The town of Oberlin, OH was essentially built on a swamp. Oberlin basements commonly experience water problems. When we first purchased our Oberlin home in 1988 there were a few storm events that left water puddles in our basement. Various measures eliminated this problem, but high summer humidity remains an issue. For years we have employed a basement dehumidifier to prevent mold and mildew.
Our house in Maine also has humidity issues. We are on the Atlantic coast where the relative humidity is always above 70%. Both our house and guest cottage are built on granite ledge sloping down to the water. I wouldn’t have thought so, but it turns out the granite ledge is relatively porous to water flow. After every rain storm, water flowing down the hill towards the river creates water issues in our crawl spaces. Dehumidifiers have proved to be important to prevent condensation on our water pipes and mildew on the wood.
I have read that you need to keep the relative humidity level in your crawl space below 60% to prevent problems. The usual way to accomplish this is to 1) prevent water from entering the crawl space using water and vapor barriers, and 2) use a dehumidifier to remove what water does enter.
I have three dehumidifiers located in 1) our guest cottage crawl space, 2) house basement/crawl space, and 3) our Oberlin house basement. All three are plugged into smart plugs that record their energy use. The two Maine units are commercial units from AlorAir and the Oberlin one is a Honeywell residential unit.
In Oberlin I have a heated basement, so the dehumidifier never has to remove water from cold air. The Honeywell unit can handle that. I do not run it during the winter. In contrast, the Maine crawl spaces are not heated and get quite cold. The AlorAir commercial dehumidifiers can remove water even when the air temperature is in the 40’s. I ran both of them last winter — not sure if I need to and will try to figure that out.
The graph below shows they day-to-day energy use of our guest cottage. As the graph shows, the dehumidifier uses 4-5 kWh of energy daily.

The AlorAir unit uses 600 W when the compressor is running. I normally leave its set point at 60% relative humidity and the compressor cycles on and off. A typical graph of its power vs time is shown below.

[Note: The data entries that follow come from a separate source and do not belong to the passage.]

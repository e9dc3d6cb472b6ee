//! Key hashes: the stable identifier an account is keyed by.
//!
//! `KeyHash = SHA-256(tag ‖ identity)`, where the one-byte tag is the key
//! algorithm's domain separator and the identity is the credential id for
//! passkeys, the compressed key for secp256k1 keys and the address for
//! external wallets. The same key bytes under different algorithms never
//! collide.

use std::fmt;
use std::str::FromStr;

use serde::{de, Deserialize, Deserializer, Serialize, Serializer};
use sha2::{Digest, Sha256};

use super::key::{parse_hex32, Key, KeyAlgo, COMPRESSED_KEY_LEN, ETH_ADDRESS_LEN};
use crate::error::AuthError;

/// Upper bound on platform credential ids (WebAuthn allows up to 1023 bytes).
pub const MAX_CREDENTIAL_ID_LEN: usize = 1023;

#[derive(Clone, Copy, PartialEq, Eq, Hash, PartialOrd, Ord)]
pub struct KeyHash([u8; 32]);

impl KeyHash {
    pub const LENGTH: usize = 32;

    pub const fn from_array(bytes: [u8; 32]) -> Self {
        Self(bytes)
    }

    pub fn as_bytes(&self) -> &[u8; 32] {
        &self.0
    }

    /// Hash a key whose identity is the key itself.
    ///
    /// Passkeys are identified by their credential id, not the public key,
    /// so they must go through [`hash`] with the id.
    pub fn of_key(key: &Key) -> Result<Self, AuthError> {
        match key {
            Key::Secp256r1(_) => Err(AuthError::InvalidKeyMaterial(
                "passkey key hashes are derived from the credential id".into(),
            )),
            other => hash(other.algo(), other.as_bytes()),
        }
    }
}

/// Derive the key hash for `identity` under `algo`.
pub fn hash(algo: KeyAlgo, identity: &[u8]) -> Result<KeyHash, AuthError> {
    let valid = match algo {
        KeyAlgo::Secp256r1 => !identity.is_empty() && identity.len() <= MAX_CREDENTIAL_ID_LEN,
        KeyAlgo::Secp256k1 => identity.len() == COMPRESSED_KEY_LEN,
        KeyAlgo::Ethereum => identity.len() == ETH_ADDRESS_LEN,
    };
    if !valid {
        return Err(AuthError::InvalidKeyMaterial(format!(
            "{} identity of {} bytes",
            algo,
            identity.len()
        )));
    }

    let mut hasher = Sha256::new();
    hasher.update([algo.hash_tag()]);
    hasher.update(identity);
    Ok(KeyHash(hasher.finalize().into()))
}

impl fmt::Display for KeyHash {
    fn fmt(&self, f: &mut fmt::Formatter<'_>) -> fmt::Result {
        f.write_str(&hex::encode_upper(self.0))
    }
}

impl fmt::Debug for KeyHash {
    fn fmt(&self, f: &mut fmt::Formatter<'_>) -> fmt::Result {
        write!(f, "KeyHash({})", self)
    }
}

impl FromStr for KeyHash {
    type Err = AuthError;

    fn from_str(s: &str) -> Result<Self, Self::Err> {
        parse_hex32(s).map(KeyHash)
    }
}

impl Serialize for KeyHash {
    fn serialize<S: Serializer>(&self, serializer: S) -> Result<S::Ok, S::Error> {
        serializer.serialize_str(&self.to_string())
    }
}

impl<'de> Deserialize<'de> for KeyHash {
    fn deserialize<D: Deserializer<'de>>(deserializer: D) -> Result<Self, D::Error> {
        let s = String::deserialize(deserializer)?;
        s.parse().map_err(de::Error::custom)
    }
}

When I lower the set point the duty cycle increases (i.e., time that the compressor is on is longer) and the daily energy increases — all as expected.
I am a bit worried about the frequent cycling of the above dehumidifier. I don’t understand why the control doesn’t include a larger “deadband” so that the compressor does not switch on and off so frequently. I attempted to reach out to AlorAir to learn more but I found their technical support to be unresponsive.
The first graph above shows that the dehumidifier used much more energy on July 17. The reason for this is that I decided to try cooling the guest cottage air by circulating it through the crawl space. This exposed a continuous source of humid, warm air to the dehumidifier and it ran nearly continuously. After one day I concluded this was not the optimum way to cool the cottage.
The average energy used by the dehumidifier in my Maine house for July has been 3.4 kWh/day. The area of the house crawl space is larger than that of the cottage, but it is better sealed. Unlike the cottage the crawl space floor in the house is fully sealed with concrete.
The average energy used by the dehumidifier in in Oberlin for July is about 12 kWh per day. Our house there is over 100 years old and all the walls lack modern vapor barriers. The graph below shows the power used by this dehumidifier. This unit removes about 60 pints of water daily and runs almost all the time during the summer.

This dehumidifier is about a year old. My experience with these “basement units” is that they work well for a few years. After a few years they continue to use lots of energy but don’t remove much water. When I bought this Honeywell unit last fall, the dehumidifier it replaced was 4 years old. I ran the two of them side by side for a few days and found the new unit removed water at a rate 5X that of the old one (even though they had the similar specs and were using similar energy). It is hard to throw the old one away because it still removes water — just not good at it.
What I don’t know is the importance of keeping the relative humidity of my Maine crawl spaces low in the winter. My instinct is to believe that mildew and mold won’t grow during the winter in my cold crawl spaces even if the relative humidity is high. But when the temperature warms in the spring I need to keep the humidity level below 60%. But this is just a hypothesis. So far I am erring on the side of caution and running the dehumidifiers year round. They just use less energy in the winter.
I would like to reduce the energy and carbon emission associated with dehumidification. That would be accomplished by raising the relative humidity set point on the dehumidifier. But under no circumstances can I tolerate mold or mildew. I would be interested in learning what people have to say about this issue for cold and warm weather. Is RH% a relevant metric when the air temperature is low as is the case in the winter? Does it make sense to use lots of energy to achieve 60% relative humidity in a crawl space whose temperature is below 45F? I don’t know the answer to these questions and would value informed input.